Your goal: Copy each line below holding "SamplingParams".

Stored data:

#[cfg(test)]
#[allow(clippy::unwrap_used)]
mod tests {
    use super::*;
    use crate::error::CurveMaskError;
    use crate::geometry::Vertex;
    use approx::assert_relative_eq;

    fn pinned_square(offset: f64) -> Shape {
        let corners = [(0.1, 0.1), (0.9, 0.1), (0.9, 0.9), (0.1, 0.9)];
        Shape::new(
            corners
                .iter()
                .map(|&(x, y)| {
                    let p = Point2::new(x, y);
                    Vertex::pinned(p, p, p).with_offsets(offset, offset)
                })
                .collect(),
        )
    }

    fn outside_distance(p: Point2) -> f64 {
        let dx = (10.0 - p.x).max(p.x - 90.0).max(0.0);
        let dy = (10.0 - p.y).max(p.y - 90.0).max(0.0);
        (dx * dx + dy * dy).sqrt()
    }

    #[test]
    fn straight_edges_are_densely_and_cheaply_sampled() {
        let shape = pinned_square(0.0);
        let sampled = SampleShape::new(&shape, 100, 100).execute().unwrap();
        let n = sampled.curve.len();
        // Perimeter is 320 px.
        assert!((160..=1280).contains(&n), "unexpected sample count {n}");
        for i in 0..n {
            let a = PixelPoint::containing(sampled.curve[i]);
            let b = PixelPoint::containing(sampled.curve[(i + 1) % n]);
            assert!(a.chebyshev(b) <= 1, "gap between samples {i} and {}", i + 1);
        }
        assert_eq!(sampled.segment_starts.len(), 4);
        assert_eq!(sampled.segment_starts[0], 0);
    }

    #[test]
    fn sample_count_does_not_depend_on_depth_cap() {
        let shape = pinned_square(0.0);
        let coarse = SampleShape::new(&shape, 100, 100).execute().unwrap();
        let params = SamplingParams {
            min_interval: 1e-9,
            ..SamplingParams::default()
        };
        let fine = SampleShape::new(&shape, 100, 100)
            .with_params(params)
            .execute()
            .unwrap();
        assert_eq!(coarse.curve.len(), fine.curve.len());
    }

    #[test]
    fn zero_offset_border_matches_curve() {
        let shape = pinned_square(0.0);
        let sampled = SampleShape::new(&shape, 100, 100).execute().unwrap();
        assert_eq!(sampled.border.len(), sampled.curve.len());
        for (c, b) in sampled.curve.iter().zip(&sampled.border) {
            assert_eq!(c, b);
        }
    }

    #[test]
    fn uniform_offset_stays_at_constant_distance() {
        let shape = pinned_square(0.05);
        let sampled = SampleShape::new(&shape, 100, 100).execute().unwrap();
        assert_eq!(sampled.border.len(), sampled.curve.len());
        for b in &sampled.border {
            assert!((outside_distance(*b) - 5.0).abs() < 1e-6, "border point {b} off the band");
        }
    }

    #[test]
    fn segments_blend_from_outgoing_to_incoming_radius() {
        let radii = [(0.05, 0.02), (0.08, 0.03), (0.03, 0.05), (0.05, 0.05)];
        let corners = [(0.1, 0.1), (0.9, 0.1), (0.9, 0.9), (0.1, 0.9)];
        let shape = Shape::new(
            corners
                .iter()
                .zip(radii)
                .map(|(&(x, y), (r_in, r_out))| {
                    let p = Point2::new(x, y);
                    Vertex::pinned(p, p, p).with_offsets(r_in, r_out)
                })
                .collect(),
        );
        let sampled = SampleShape::new(&shape, 100, 100).execute().unwrap();

        // Top edge starts at the first vertex's outgoing radius (2 px)...
        let first = sampled.border[0];
        assert!(first.y < 10.0);
        let near_start = 10.0 - first.y;
        assert!((2.0..2.5).contains(&near_start), "radius {near_start} near t=0");

        // ...and ends at the second vertex's incoming radius (8 px).
        let corner = Point2::new(90.0, 10.0);
        let end = sampled.curve.iter().position(|p| *p == corner).unwrap();
        assert!(end < sampled.segment_starts[1]);
        assert_relative_eq!(sampled.border[end].y, 2.0, epsilon = 1e-9);
        assert_relative_eq!(sampled.border[end].x, 90.0, epsilon = 1e-9);

        // The right edge runs at the second vertex's outgoing radius (3 px).
        let right = sampled.border[sampled.segment_starts[1]];
        assert_relative_eq!(right.x, 93.0, epsilon = 1e-9);
    }

    #[test]
    fn sharp_corners_are_bridged_with_arcs() {
        let shape = pinned_square(0.05);
        let sampled = SampleShape::new(&shape, 100, 100).execute().unwrap();
        for corner in [(10.0, 10.0), (90.0, 10.0), (90.0, 90.0), (10.0, 90.0)] {
            let c = Point2::new(corner.0, corner.1);
            let on_arc = sampled
                .curve
                .iter()
                .zip(&sampled.border)
                .filter(|(p, b)| {
                    **p == c && (b.x - 50.0).abs() > 40.0 && (b.y - 50.0).abs() > 40.0
                })
                .count();
            assert!(on_arc >= 5, "corner {c} bridged with {on_arc} points");
        }
    }

    #[test]
    fn counter_clockwise_offset_still_grows_outward() {
        let mut shape = pinned_square(0.05);
        shape.vertices_mut().reverse();
        let sampled = SampleShape::new(&shape, 100, 100).execute().unwrap();
        for b in &sampled.border {
            assert!(outside_distance(*b) > 4.0);
        }
    }

    #[test]
    fn source_outline_is_translated() {
        let shape = pinned_square(0.0).with_source_offset(Vector2::new(0.05, -0.02));
        let dest = SampleShape::new(&shape, 200, 100).execute().unwrap();
        let src = SampleShape::new(&shape, 200, 100)
            .with_source(OutlineSource::Source)
            .execute()
            .unwrap();
        assert_eq!(dest.curve.len(), src.curve.len());
        let d = src.curve[0] - dest.curve[0];
        assert!((d.x - 10.0).abs() < 1e-9 && (d.y + 2.0).abs() < 1e-9);
    }

    #[test]
    fn small_rings_skip_the_border() {
        let shape = Shape::new(vec![
            Vertex::new(Point2::new(0.2, 0.2)),
            Vertex::new(Point2::new(0.8, 0.6)),
        ]);
        let sampled = SampleShape::new(&shape, 50, 50).execute().unwrap();
        assert!(!sampled.curve.is_empty());
        assert!(!sampled.has_border());
    }

    #[test]
    fn zero_resolution_is_rejected() {
        let shape = pinned_square(0.0);
        let err = SampleShape::new(&shape, 0, 100).execute().unwrap_err();
        assert!(matches!(
            err,
            CurveMaskError::Raster(RasterError::InvalidResolution { width: 0, height: 100 })
        ));
    }
}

Problem solution:
        let params = SamplingParams {
            ..SamplingParams::default()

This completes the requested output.